Realmente, ante los enormes problemas del mundo
en el que vivimos, nosotros, discípulos de Jesús, podemos tener la tentación de
pensar que, puesto que nuestras posibilidades son tan limitadas, nos basta con
ocuparnos de la parte religiosa, de la oración y el testimonio, mientras que de
lo demás es preciso que se ocupen otros, sean los propios interesados, sean los
poderes del Estado. Pero, ante esos mismos problemas, Jesús sigue diciéndonos,
hoy como ayer, “no os escabulléis, dadles vosotros de comer”. Un himno de la
liturgia de las horas es una hermosa paráfrasis de estas palabras de Jesús:
“Nos señalaste un trozo de viña y nos dijiste: venid y trabajad / Nos mostraste
una mesa vacía y nos dijiste: llenadla de pan / Nos presentaste un campo de
batalla y nos dijiste: construid la paz / Nos sacaste al desierto con el alba y
nos dijiste: construid la ciudad”.
Pero, ¿cómo?, nos preguntamos de nuevo. Jesús,
nuestro Maestro, no nos pide imposibles, sino que nos enseña hoy que para poder
repartir primero hay que compartir: traerle y darle eso poco que tenemos, que
es lo único que nos pide, y ponerlo a su disposición, él tiene la capacidad de
multiplicarlo. Por eso Jesús no se limita a hacer un milagro “mágico”, sólo
suyo, al margen de sus discípulos, sino que los llama y hace el milagro de
implicarlos, de hacerlos participar en la compasión que siente hacia las gentes,
de despertar en ellos la generosidad de entregarle lo poco que tenían (cinco
panes y dos peces para los doce, que les garantizaba a ellos solos y a duras
penas su propio sustento), para que Jesús se lo diera a los hambrientos. Cuando
le damos a Jesús lo poco que tenemos, ese poco se convierte en mucho, hasta el
punto de llegar para todos. El himno citado antes empieza precisamente con
estas palabras: “Tu poder multiplica la eficacia del hombre, y crece cada día,
entre tus manos, la obra de tus manos”.
El milagro que Jesús ha realizado es el milagro
de la fraternidad, que incluye la voluntad de responder a las necesidades
concretas de nuestros hermanos. Y este milagro nos une a Jesús, nos hace compartir
sus propios sentimientos (cf. Flp 2, 5), nos abre a las necesidades de los
necesitados y nos convierte en colaboradores suyos en el ministerio de la
compasión. Este milagro establece un vínculo que, como dice Pablo, nadie puede
romper: unidos al amor de Cristo de esta manera, como miembros activos de su
fraternidad, nada puede separarnos de él. Porque en esta fraternidad las
tribulaciones, sufrimientos y necesidades se convierten en ocasiones para
experimentar ese mismo amor de Cristo, que nos ve, se compadece, nos cura y nos
da de comer, y nos llama a ver, compadecer, curar, compartir y dar de comer.

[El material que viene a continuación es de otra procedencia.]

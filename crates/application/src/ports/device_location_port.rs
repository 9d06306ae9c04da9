//! Device location port
//!
//! Models the scoped sensor acquisition: request access, read one
//! position, release. A denied permission surfaces as
//! [`ApplicationError::LocationUnavailable`], never a crash or a silent
//! no-op.

use async_trait::async_trait;
use domain::value_objects::GeoLocation;
#[cfg(test)]
use mockall::automock;

use crate::error::ApplicationError;

/// Port for reading the device's own position
#[cfg_attr(test, automock)]
#[async_trait]
pub trait DeviceLocationPort: Send + Sync {
    /// Request access and read the current position once
    async fn current_position(&self) -> Result<GeoLocation, ApplicationError>;
}
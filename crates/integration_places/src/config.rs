//! Places service configuration

use serde::{Deserialize, Serialize};

/// Configuration for the places / geocoding service
#[derive(Debug, Clone, Serialize, Deserialize)]
pub struct PlacesConfig {
    /// Base URL for the maps web APIs
    #[serde(default = "default_base_url")]
    pub base_url: String,

    /// API key sent with every request
    #[serde(default)]
    pub api_key: String,

    /// Connection timeout in seconds
    #[serde(default = "default_timeout_secs")]
    pub timeout_secs: u64,

    /// Autocomplete bias center latitude
    #[serde(default = "default_bias_latitude")]
    pub bias_latitude: f64,

    /// Autocomplete bias center longitude
    #[serde(default = "default_bias_longitude")]
    pub bias_longitude: f64,

    /// Autocomplete bias radius in meters
    #[serde(default = "default_bias_radius_meters")]
    pub bias_radius_meters: u32,

    /// Place-details cache TTL in minutes (0 to disable)
    #[serde(default = "default_cache_ttl_minutes")]
    pub cache_ttl_minutes: u32,
}

fn default_base_url() -> String {
    "https://maps.googleapis.com/maps/api".to_string()
}

const fn default_timeout_secs() -> u64 {
    10
}

// Bias suggestions around Metro Manila, the service area
const fn default_bias_latitude() -> f64 {
    14.5995
}

const fn default_bias_longitude() -> f64 {
    120.9842
}

const fn default_bias_radius_meters() -> u32 {
    50_000
}

const fn default_cache_ttl_minutes() -> u32 {
    60
}

impl Default for PlacesConfig {
    fn default() -> Self {
        Self {
            base_url: default_base_url(),
            api_key: String::new(),
            timeout_secs: default_timeout_secs(),
            bias_latitude: default_bias_latitude(),
            bias_longitude: default_bias_longitude(),
            bias_radius_meters: default_bias_radius_meters(),
            cache_ttl_minutes: default_cache_ttl_minutes(),
        }
    }
}

impl PlacesConfig {
    /// Create a configuration suitable for testing
    #[must_use]
    pub fn for_testing() -> Self {
        Self {
            api_key: "test-key".to_string(),
            timeout_secs: 5,
            cache_ttl_minutes: 0,
            ..Default::default()
        }
    }

    /// Check if place-details caching is enabled
    #[must_use]
    pub const fn caching_enabled(&self) -> bool {
        self.cache_ttl_minutes > 0
    }

    /// Validate the configuration
    ///
    /// # Errors
    ///
    /// Returns an error if the configuration is invalid.
    pub fn validate(&self) -> Result<(), String> {
        if self.base_url.is_empty() {
            return Err("base_url must not be empty".to_string());
        }

        if self.api_key.is_empty() {
            return Err("api_key must not be empty".to_string());
        }

        if self.timeout_secs == 0 {
            return Err("timeout_secs must be greater than 0".to_string());
        }

        if self.bias_radius_meters == 0 {
            return Err("bias_radius_meters must be greater than 0".to_string());
        }

        if !(-90.0..=90.0).contains(&self.bias_latitude)
            || !(-180.0..=180.0).contains(&self.bias_longitude)
        {
            return Err("bias center must be valid coordinates".to_string());
        }

        Ok(())
    }
}

#[cfg(test)]
mod tests {
    use super::*;

    #[test]
    fn test_default_config() {
        let config = PlacesConfig::default();
        assert_eq!(config.base_url, "https://maps.googleapis.com/maps/api");
        assert_eq!(config.timeout_secs, 10);
        assert_eq!(config.bias_radius_meters, 50_000);
        assert!((config.bias_latitude - 14.5995).abs() < f64::EPSILON);
        assert!((config.bias_longitude - 120.9842).abs() < f64::EPSILON);
        assert!(config.caching_enabled());
    }

    #[test]
    fn test_testing_config() {
        let config = PlacesConfig::for_testing();
        assert_eq!(config.timeout_secs, 5);
        assert!(!config.caching_enabled());
        assert!(config.validate().is_ok());
    }

    #[test]
    fn test_validation_missing_api_key() {
        let config = PlacesConfig::default();
        assert!(config.validate().is_err());
    }

    #[test]
    fn test_validation_zero_timeout() {
        let config = PlacesConfig {
            timeout_secs: 0,
            ..PlacesConfig::for_testing()
        };
        assert!(config.validate().is_err());
    }

    #[test]
    fn test_validation_zero_radius() {
        let config = PlacesConfig {
            bias_radius_meters: 0,
            ..PlacesConfig::for_testing()
        };
        assert!(config.validate().is_err());
    }

    #[test]
    fn test_validation_bad_bias() {
        let config = PlacesConfig {
            bias_latitude: 120.0,
            ..PlacesConfig::for_testing()
        };
        assert!(config.validate().is_err());
    }

    #[test]
    fn test_serialization_roundtrip() {
        let config = PlacesConfig::for_testing();
        let json = serde_json::to_string(&config).unwrap();
        let deserialized: PlacesConfig = serde_json::from_str(&json).unwrap();
        assert_eq!(deserialized.base_url, config.base_url);
        assert_eq!(deserialized.bias_radius_meters, config.bias_radius_meters);
    }
}
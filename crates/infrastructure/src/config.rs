//! Application configuration
//!
//! One aggregated config deserialized from `komyut.toml` plus
//! `KOMYUT_`-prefixed environment overrides. Each integration keeps its
//! own config struct with serde defaults; this file only composes them
//! and adds the app-level knobs.

use application::services::PlaceSearchConfig;
use domain::value_objects::GeoLocation;
use integration_account::AccountConfig;
use integration_directions::DirectionsConfig;
use integration_places::PlacesConfig;
use serde::{Deserialize, Serialize};
use tracing::debug;

/// Configured home position for the locate-me flow
///
/// Stands in for the device sensor: absent configuration behaves like a
/// denied location permission.
#[derive(Debug, Clone, Copy, PartialEq, Serialize, Deserialize)]
pub struct HomeLocationConfig {
    /// Latitude in degrees
    pub latitude: f64,
    /// Longitude in degrees
    pub longitude: f64,
}

/// Aggregated application configuration
#[derive(Debug, Clone, Serialize, Deserialize)]
pub struct AppConfig {
    /// Places / geocoding service
    #[serde(default)]
    pub places: PlacesConfig,

    /// Directions service
    #[serde(default)]
    pub directions: DirectionsConfig,

    /// Account backend
    #[serde(default)]
    pub account: AccountConfig,

    /// Suggestion channel tuning
    #[serde(default)]
    pub search: PlaceSearchConfig,

    /// Viewport height the modal clamp range derives from
    #[serde(default = "default_viewport_height")]
    pub viewport_height: f64,

    /// Home position, if granted
    #[serde(default)]
    pub home: Option<HomeLocationConfig>,
}

const fn default_viewport_height() -> f64 {
    800.0
}

impl Default for AppConfig {
    fn default() -> Self {
        Self {
            places: PlacesConfig::default(),
            directions: DirectionsConfig::default(),
            account: AccountConfig::default(),
            search: PlaceSearchConfig::default(),
            viewport_height: default_viewport_height(),
            home: None,
        }
    }
}

impl AppConfig {
    /// Load configuration from environment and optional file
    ///
    /// # Errors
    ///
    /// Returns an error when the file or environment values cannot be
    /// parsed into the config shape.
    pub fn load() -> Result<Self, config::ConfigError> {
        let builder = config::Config::builder()
            // Load from file if exists
            .add_source(config::File::with_name("komyut").required(false))
            // Override with environment variables (e.g., KOMYUT_VIEWPORT_HEIGHT)
            .add_source(
                config::Environment::with_prefix("KOMYUT")
                    .separator("_")
                    .try_parsing(true),
            );

        let config: Self = builder.build()?.try_deserialize()?;
        debug!("Configuration loaded");
        Ok(config)
    }

    /// Validate every section
    ///
    /// # Errors
    ///
    /// Returns the first validation failure, prefixed with its section.
    pub fn validate(&self) -> Result<(), String> {
        self.places
            .validate()
            .map_err(|e| format!("places: {e}"))?;
        self.directions
            .validate()
            .map_err(|e| format!("directions: {e}"))?;
        self.account
            .validate()
            .map_err(|e| format!("account: {e}"))?;

        if !self.viewport_height.is_finite() || self.viewport_height <= 0.0 {
            return Err("viewport_height must be positive".to_string());
        }

        if self.home_location().is_none() && self.home.is_some() {
            return Err("home: latitude/longitude out of range".to_string());
        }

        Ok(())
    }

    /// The configured home position as a validated coordinate
    #[must_use]
    pub fn home_location(&self) -> Option<GeoLocation> {
        self.home
            .and_then(|h| GeoLocation::new(h.latitude, h.longitude).ok())
    }
}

Entendemos que el pan multiplicado por Jesús en
este milagro de la compasión, el compartir y la fraternidad sacia no sólo el
hambre del cuerpo. El milagro no es sólo una multiplicación material, sino que
establece nuevas relaciones con Dios y entre los hombres. Dios muestra aquí su
rostro compasivo en la humanidad de Cristo que llega a la multitud por mano de
sus discípulos. Este pan es también el pan de la Eucaristía, como lo muestran
los gestos y acciones de Jesús al repartirlo: “alzó la mirada al cielo,
pronunció la bendición, partió los panes y se los dio a los discípulos”.
Vivimos en un mundo con muchas, demasiadas
tribulaciones: se sigue matando a los profetas, como Juan el Bautista, y
multitudes de nuestro mundo siguen padeciendo enfermedades, hambre, pobreza y
el azote de la guerra, y siguen buscando a quién los cure y sacie. Son muchos
los males que amenazan con separarnos del amor de Dios, de la fe en un Dios
bueno y providente. Pero nosotros, discípulos de Jesús, sabemos que, en
realidad, nada puede separarnos de su amor, y que esa seguridad nos fortalece
para mirar a este mundo nuestro con los ojos de Cristo, sentir con él compasión
y escuchar hoy, una vez más, su bondadoso mandato, “dadles vosotros de comer”.